More and more people have been diagnosed to have dementia. These people need special care that may be provided by their relatives or specially trained caregivers. It has been observed that women with dementia who have daughters are usually cared for by them. Catherine Ward-Griffin, Nancy Bol, and Abram Oudshoorn’s research is devoted to the mother-daughter relationships and the perspectives of women who receive care from their adult daughters.
Sometimes, it is better for women when they are cared for by their daughters. This care is more effective than the formal one (Ward-Griffin, Hall, DeForge, St-Amant, McWilliam, Oudshoorn, Forbes, & Klosek, 2011). Nevertheless, there are some difficulties in such relationships. Mothers sometimes feel that they make the life of their daughters more difficult. They do not want their daughters to devote so much time to them and they start feeling guilty before them. Mothers with dementia may consider themselves to be unnecessary or even a burden for their daughters’ lives.

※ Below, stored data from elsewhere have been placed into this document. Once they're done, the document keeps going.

//! Durable key-value store.
//!
//! The configurator persists exactly one thing, the saved configuration, as
//! a JSON string under a fixed key.  The store itself knows nothing about
//! configurations: it maps string keys to string values, the same contract a
//! browser's `localStorage` offers.
//!
//! Two adapters implement [`KeyValueStore`]:
//!
//! - [`FileKeyValueStore`] keeps every key in one JSON object on disk
//!   (`{"carConfiguratorConfig": "{\"color\":\"white\",...}"}`).  Each `set`
//!   is a read-modify-write of that file.
//! - [`InMemoryKeyValueStore`] keeps a `HashMap`, for tests and for running
//!   without a writable data directory.

use std::collections::{BTreeMap, HashMap};
use std::path::{Path, PathBuf};
use std::sync::Mutex;

use thiserror::Error;
use tracing::debug;

/// Error type for key-value store operations.
#[derive(Debug, Error)]
pub enum StoreError {
    /// A file system I/O error occurred.
    #[error("I/O error accessing store at {path}: {source}")]
    Io {
        path: PathBuf,
        #[source]
        source: std::io::Error,
    },

    /// The store file exists but is not a JSON object of strings.
    #[error("store file {path} is corrupt: {source}")]
    Corrupt {
        path: PathBuf,
        #[source]
        source: serde_json::Error,
    },

    /// The store contents could not be serialized.
    #[error("failed to serialize store: {0}")]
    Serialize(#[from] serde_json::Error),

    /// A previous writer panicked while holding the store lock.
    #[error("store lock poisoned")]
    Poisoned,
}

/// String-to-string durable storage.
///
/// Implementations must make a successful `set` visible to every later `get`
/// for the same key, including across process restarts for durable adapters.
#[cfg_attr(test, mockall::automock)]
pub trait KeyValueStore: Send + Sync {
    /// Returns the value stored under `key`, or `None` if the key was never set.
    fn get(&self, key: &str) -> Result<Option<String>, StoreError>;

    /// Stores `value` under `key`, replacing any previous value.
    fn set(&self, key: &str, value: &str) -> Result<(), StoreError>;
}

// ── File adapter ──────────────────────────────────────────────────────────────

/// Key-value store backed by a single JSON file.
pub struct FileKeyValueStore {
    path: PathBuf,
    /// Serializes read-modify-write cycles within this process.
    lock: Mutex<()>,
}

impl FileKeyValueStore {
    /// Creates a store backed by `path`.  The file is created on first `set`.
    pub fn new(path: impl Into<PathBuf>) -> Self {
        Self {
            path: path.into(),
            lock: Mutex::new(()),
        }
    }

    pub fn path(&self) -> &Path {
        &self.path
    }

    fn read_all(&self) -> Result<BTreeMap<String, String>, StoreError> {
        match std::fs::read_to_string(&self.path) {
            Ok(content) => serde_json::from_str(&content).map_err(|source| StoreError::Corrupt {
                path: self.path.clone(),
                source,
            }),
            Err(e) if e.kind() == std::io::ErrorKind::NotFound => Ok(BTreeMap::new()),
            Err(source) => Err(StoreError::Io {
                path: self.path.clone(),
                source,
            }),
        }
    }

    fn write_all(&self, entries: &BTreeMap<String, String>) -> Result<(), StoreError> {
        if let Some(dir) = self.path.parent() {
            std::fs::create_dir_all(dir).map_err(|source| StoreError::Io {
                path: dir.to_path_buf(),
                source,
            })?;
        }
        let content = serde_json::to_string_pretty(entries)?;
        std::fs::write(&self.path, content).map_err(|source| StoreError::Io {
            path: self.path.clone(),
            source,
        })
    }
}

impl KeyValueStore for FileKeyValueStore {
    fn get(&self, key: &str) -> Result<Option<String>, StoreError> {
        let _guard = self.lock.lock().map_err(|_| StoreError::Poisoned)?;
        Ok(self.read_all()?.remove(key))
    }

    fn set(&self, key: &str, value: &str) -> Result<(), StoreError> {
        let _guard = self.lock.lock().map_err(|_| StoreError::Poisoned)?;
        let mut entries = self.read_all()?;
        entries.insert(key.to_string(), value.to_string());
        self.write_all(&entries)?;
        debug!("stored key {key} in {}", self.path.display());
        Ok(())
    }
}

// ── In-memory adapter ─────────────────────────────────────────────────────────

/// Volatile key-value store.
#[derive(Default)]
pub struct InMemoryKeyValueStore {
    entries: Mutex<HashMap<String, String>>,
}

impl InMemoryKeyValueStore {
    pub fn new() -> Self {
        Self::default()
    }
}

impl KeyValueStore for InMemoryKeyValueStore {
    fn get(&self, key: &str) -> Result<Option<String>, StoreError> {
        let entries = self.entries.lock().map_err(|_| StoreError::Poisoned)?;
        Ok(entries.get(key).cloned())
    }

    fn set(&self, key: &str, value: &str) -> Result<(), StoreError> {
        let mut entries = self.entries.lock().map_err(|_| StoreError::Poisoned)?;
        entries.insert(key.to_string(), value.to_string());
        Ok(())
    }
}

// ── Tests ─────────────────────────────────────────────────────────────────────

#[cfg(test)]
mod tests {
    use super::*;
    use uuid::Uuid;

    fn temp_store() -> FileKeyValueStore {
        FileKeyValueStore::new(
            std::env::temp_dir()
                .join(format!("carcfg_test_{}", Uuid::new_v4()))
                .join("store.json"),
        )
    }

    fn cleanup(store: &FileKeyValueStore) {
        if let Some(dir) = store.path().parent() {
            let _ = std::fs::remove_dir_all(dir);
        }
    }

    #[test]
    fn test_file_store_get_missing_file_returns_none() {
        let store = temp_store();
        assert_eq!(store.get("carConfiguratorConfig").expect("get"), None);
    }

    #[test]
    fn test_file_store_set_then_get_returns_value() {
        // Arrange
        let store = temp_store();

        // Act
        store.set("k", "{\"color\":\"blue\"}").expect("set");
        let value = store.get("k").expect("get");

        // Assert
        assert_eq!(value.as_deref(), Some("{\"color\":\"blue\"}"));
        cleanup(&store);
    }

    #[test]
    fn test_file_store_set_overwrites_and_keeps_other_keys() {
        // Arrange
        let store = temp_store();
        store.set("a", "1").expect("set a");
        store.set("b", "2").expect("set b");

        // Act
        store.set("a", "3").expect("overwrite a");

        // Assert
        assert_eq!(store.get("a").expect("get").as_deref(), Some("3"));
        assert_eq!(store.get("b").expect("get").as_deref(), Some("2"));
        cleanup(&store);
    }

    #[test]
    fn test_file_store_survives_reopen() {
        let store = temp_store();
        store.set("k", "v").expect("set");

        let reopened = FileKeyValueStore::new(store.path().to_path_buf());

        assert_eq!(reopened.get("k").expect("get").as_deref(), Some("v"));
        cleanup(&store);
    }

    #[test]
    fn test_file_store_corrupt_file_returns_error() {
        // Arrange
        let store = temp_store();
        if let Some(dir) = store.path().parent() {
            std::fs::create_dir_all(dir).expect("mkdir");
        }
        std::fs::write(store.path(), "not json").expect("write");

        // Act
        let result = store.get("k");

        // Assert
        assert!(matches!(result, Err(StoreError::Corrupt { .. })));
        cleanup(&store);
    }

    #[test]
    fn test_in_memory_store_round_trip() {
        let store = InMemoryKeyValueStore::new();
        assert_eq!(store.get("k").expect("get"), None);

        store.set("k", "v").expect("set");

        assert_eq!(store.get("k").expect("get").as_deref(), Some("v"));
    }
}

The types of care, as well as the types of caregiver-patient relationships, may be different. The care provided by the daughters may be determining, undemanding or accepting. As for the types of daughter-mother relationships, they also may be different. Custodial, combative, cooperative, and cohesive relationships are differentiated in the research (Ward-Griffin, Oudshoorn, Clark, & Bol, 2007). Cohesive and combative relationships are based on emotions while cooperative and custodial are task-oriented. More than that, there are a lot of other factors predetermining these relationships such as the level of support provided by the daughters and mothers’ expectations from their daughters. Sometimes mothers demand more than their daughters may offer or the daughters provide more support than their mothers expect from them (Forbat, 2003). Both these situations may have negative consequences. In the first case, mothers with dementia may feel unnecessary and neglected by their daughters and they judge their daughters for paying less attention than they could pay. In this case, daughters understand that their mothers except more than they can provide and they feel upset. These conditions make their relationships worse and as a result daughters seek at finding a professional caregiver to improve the level of support but the reaction of their mothers may also be different to such a new ball game. The mothers with dementia may think that their daughters want to get rid of them. In the second situation when the level of support is higher than mothers expect it to be they feel guilt in this case. They persuade their daughters to devote much time to their own lives and refer to the services of formal caregivers to make their life easier. Sometimes it is quite difficult to find the decision of these problems as far as the women with dementia are unpredictable in their behavior and emotions. It should be noted that in some cases professional help is necessary. Nevertheless, not every family with women with dementia may afford to pay for these professional services (Brindley, 2011). It is one more problem of modern society. Women with dementia need social help from the government. These services should be free of charge.
From the above said, we may conclude that it is a widespread phenomenon when daughters take care of their mothers with dementia. Factually this care has a positive effect in most cases but there are some difficulties posed before daughters. One of the main drawbacks of such relationships may be the unprofessional care provided by daughters. Women with dementia should be provided special care by people who have been specially trained and skilled.